- [PROVIDED DATA]:
--------------------

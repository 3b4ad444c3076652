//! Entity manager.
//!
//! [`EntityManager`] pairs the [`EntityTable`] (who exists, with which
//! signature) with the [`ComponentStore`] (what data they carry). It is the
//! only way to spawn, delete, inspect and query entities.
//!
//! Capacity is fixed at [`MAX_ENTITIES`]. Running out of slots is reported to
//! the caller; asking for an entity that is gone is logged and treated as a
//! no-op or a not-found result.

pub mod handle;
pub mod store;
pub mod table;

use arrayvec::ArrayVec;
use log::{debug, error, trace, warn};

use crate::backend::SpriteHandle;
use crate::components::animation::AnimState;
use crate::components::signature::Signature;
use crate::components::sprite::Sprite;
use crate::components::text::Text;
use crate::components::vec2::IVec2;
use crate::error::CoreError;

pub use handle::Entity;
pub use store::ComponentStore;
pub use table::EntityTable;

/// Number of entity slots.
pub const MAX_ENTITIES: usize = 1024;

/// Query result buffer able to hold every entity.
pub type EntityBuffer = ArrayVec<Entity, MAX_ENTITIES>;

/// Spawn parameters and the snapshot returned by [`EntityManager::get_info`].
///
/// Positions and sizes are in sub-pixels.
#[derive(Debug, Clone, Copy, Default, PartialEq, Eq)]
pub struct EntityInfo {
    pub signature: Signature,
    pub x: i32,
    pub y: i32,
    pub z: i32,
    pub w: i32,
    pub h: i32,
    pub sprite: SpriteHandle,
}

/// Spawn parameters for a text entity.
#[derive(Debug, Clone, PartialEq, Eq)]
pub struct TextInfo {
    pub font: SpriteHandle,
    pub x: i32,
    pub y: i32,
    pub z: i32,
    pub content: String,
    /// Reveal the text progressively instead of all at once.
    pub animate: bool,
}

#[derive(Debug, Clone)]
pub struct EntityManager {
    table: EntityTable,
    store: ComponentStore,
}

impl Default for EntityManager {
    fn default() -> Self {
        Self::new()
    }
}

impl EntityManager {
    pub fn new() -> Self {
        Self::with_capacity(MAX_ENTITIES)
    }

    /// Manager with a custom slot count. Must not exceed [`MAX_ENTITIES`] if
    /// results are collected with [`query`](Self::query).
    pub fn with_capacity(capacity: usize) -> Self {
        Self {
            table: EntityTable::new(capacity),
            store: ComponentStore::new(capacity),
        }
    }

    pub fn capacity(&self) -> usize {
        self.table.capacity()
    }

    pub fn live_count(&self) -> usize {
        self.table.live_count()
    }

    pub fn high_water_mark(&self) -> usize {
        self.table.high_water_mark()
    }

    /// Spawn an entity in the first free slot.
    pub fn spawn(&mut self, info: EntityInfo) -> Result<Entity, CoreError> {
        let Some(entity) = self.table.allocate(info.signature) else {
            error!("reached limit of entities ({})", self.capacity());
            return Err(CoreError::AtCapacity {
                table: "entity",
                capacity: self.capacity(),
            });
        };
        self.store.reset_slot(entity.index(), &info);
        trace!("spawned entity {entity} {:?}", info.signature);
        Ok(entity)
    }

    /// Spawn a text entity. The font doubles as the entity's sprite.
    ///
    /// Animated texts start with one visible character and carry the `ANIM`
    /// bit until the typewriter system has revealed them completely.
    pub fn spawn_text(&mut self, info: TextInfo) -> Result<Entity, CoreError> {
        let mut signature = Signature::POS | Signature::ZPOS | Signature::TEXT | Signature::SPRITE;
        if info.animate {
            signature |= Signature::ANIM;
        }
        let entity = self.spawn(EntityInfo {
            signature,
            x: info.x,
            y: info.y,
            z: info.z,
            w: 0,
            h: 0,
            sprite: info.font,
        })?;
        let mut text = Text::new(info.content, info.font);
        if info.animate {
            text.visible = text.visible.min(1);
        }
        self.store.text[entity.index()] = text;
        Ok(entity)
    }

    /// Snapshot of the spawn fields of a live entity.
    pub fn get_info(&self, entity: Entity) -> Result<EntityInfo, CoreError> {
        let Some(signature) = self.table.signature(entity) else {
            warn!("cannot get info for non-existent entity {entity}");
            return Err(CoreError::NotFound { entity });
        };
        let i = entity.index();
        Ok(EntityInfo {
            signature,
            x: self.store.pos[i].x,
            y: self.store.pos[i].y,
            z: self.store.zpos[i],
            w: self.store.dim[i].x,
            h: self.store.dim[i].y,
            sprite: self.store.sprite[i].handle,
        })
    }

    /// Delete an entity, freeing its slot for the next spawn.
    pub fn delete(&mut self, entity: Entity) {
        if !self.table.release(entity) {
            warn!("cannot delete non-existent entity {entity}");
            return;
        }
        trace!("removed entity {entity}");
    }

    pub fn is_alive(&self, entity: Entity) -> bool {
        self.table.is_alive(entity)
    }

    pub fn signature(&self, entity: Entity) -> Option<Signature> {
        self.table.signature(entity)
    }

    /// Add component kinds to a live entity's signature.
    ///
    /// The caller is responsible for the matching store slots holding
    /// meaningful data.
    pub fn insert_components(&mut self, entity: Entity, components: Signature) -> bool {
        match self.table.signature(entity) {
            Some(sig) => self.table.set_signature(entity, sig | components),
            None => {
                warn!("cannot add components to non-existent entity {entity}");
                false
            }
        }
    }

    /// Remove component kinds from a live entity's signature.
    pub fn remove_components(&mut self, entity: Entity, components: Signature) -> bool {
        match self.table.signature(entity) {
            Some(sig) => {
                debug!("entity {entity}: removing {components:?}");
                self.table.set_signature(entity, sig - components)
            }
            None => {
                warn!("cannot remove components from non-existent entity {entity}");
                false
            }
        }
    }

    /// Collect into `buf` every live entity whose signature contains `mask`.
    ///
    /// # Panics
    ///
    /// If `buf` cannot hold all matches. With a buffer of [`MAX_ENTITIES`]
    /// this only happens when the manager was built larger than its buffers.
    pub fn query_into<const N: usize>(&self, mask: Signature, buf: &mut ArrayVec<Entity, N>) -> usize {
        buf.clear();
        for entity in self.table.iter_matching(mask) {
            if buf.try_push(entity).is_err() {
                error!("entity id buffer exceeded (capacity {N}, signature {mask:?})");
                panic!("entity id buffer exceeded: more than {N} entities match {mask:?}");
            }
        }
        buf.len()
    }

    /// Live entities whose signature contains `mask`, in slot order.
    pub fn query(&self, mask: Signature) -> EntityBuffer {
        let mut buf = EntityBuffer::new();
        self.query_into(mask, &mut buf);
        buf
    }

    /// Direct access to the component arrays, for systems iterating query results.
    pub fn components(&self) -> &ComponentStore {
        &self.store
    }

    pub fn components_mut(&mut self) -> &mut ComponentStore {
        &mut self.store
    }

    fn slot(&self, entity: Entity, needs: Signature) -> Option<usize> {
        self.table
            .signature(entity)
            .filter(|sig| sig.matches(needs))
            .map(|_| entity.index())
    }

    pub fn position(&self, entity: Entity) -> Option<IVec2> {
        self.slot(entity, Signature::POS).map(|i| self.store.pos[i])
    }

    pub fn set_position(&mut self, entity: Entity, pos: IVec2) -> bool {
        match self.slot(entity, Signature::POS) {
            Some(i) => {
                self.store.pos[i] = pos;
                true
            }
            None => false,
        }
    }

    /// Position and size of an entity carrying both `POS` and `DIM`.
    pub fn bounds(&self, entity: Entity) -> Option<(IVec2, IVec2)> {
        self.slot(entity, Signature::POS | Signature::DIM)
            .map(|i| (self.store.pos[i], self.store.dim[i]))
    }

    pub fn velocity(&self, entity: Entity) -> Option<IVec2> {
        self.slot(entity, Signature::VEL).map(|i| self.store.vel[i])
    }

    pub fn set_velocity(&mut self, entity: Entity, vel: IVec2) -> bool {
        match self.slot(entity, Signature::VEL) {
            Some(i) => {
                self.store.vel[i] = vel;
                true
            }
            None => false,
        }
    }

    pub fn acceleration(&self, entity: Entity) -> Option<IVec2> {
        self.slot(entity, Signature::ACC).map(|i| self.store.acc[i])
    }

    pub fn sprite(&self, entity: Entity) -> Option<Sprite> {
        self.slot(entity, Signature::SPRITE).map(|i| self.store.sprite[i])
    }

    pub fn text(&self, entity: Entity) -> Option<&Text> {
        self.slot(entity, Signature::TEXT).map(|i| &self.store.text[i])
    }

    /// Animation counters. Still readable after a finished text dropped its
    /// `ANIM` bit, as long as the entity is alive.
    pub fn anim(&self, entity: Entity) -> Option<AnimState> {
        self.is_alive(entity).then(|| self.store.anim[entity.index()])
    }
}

--------------------

- [WORK TO BE COMPLETED]:
Copy each line of the listing above that contains the word "struct".

- [EXPECTED ANSWER]:
pub struct EntityInfo {
pub struct TextInfo {
pub struct EntityManager {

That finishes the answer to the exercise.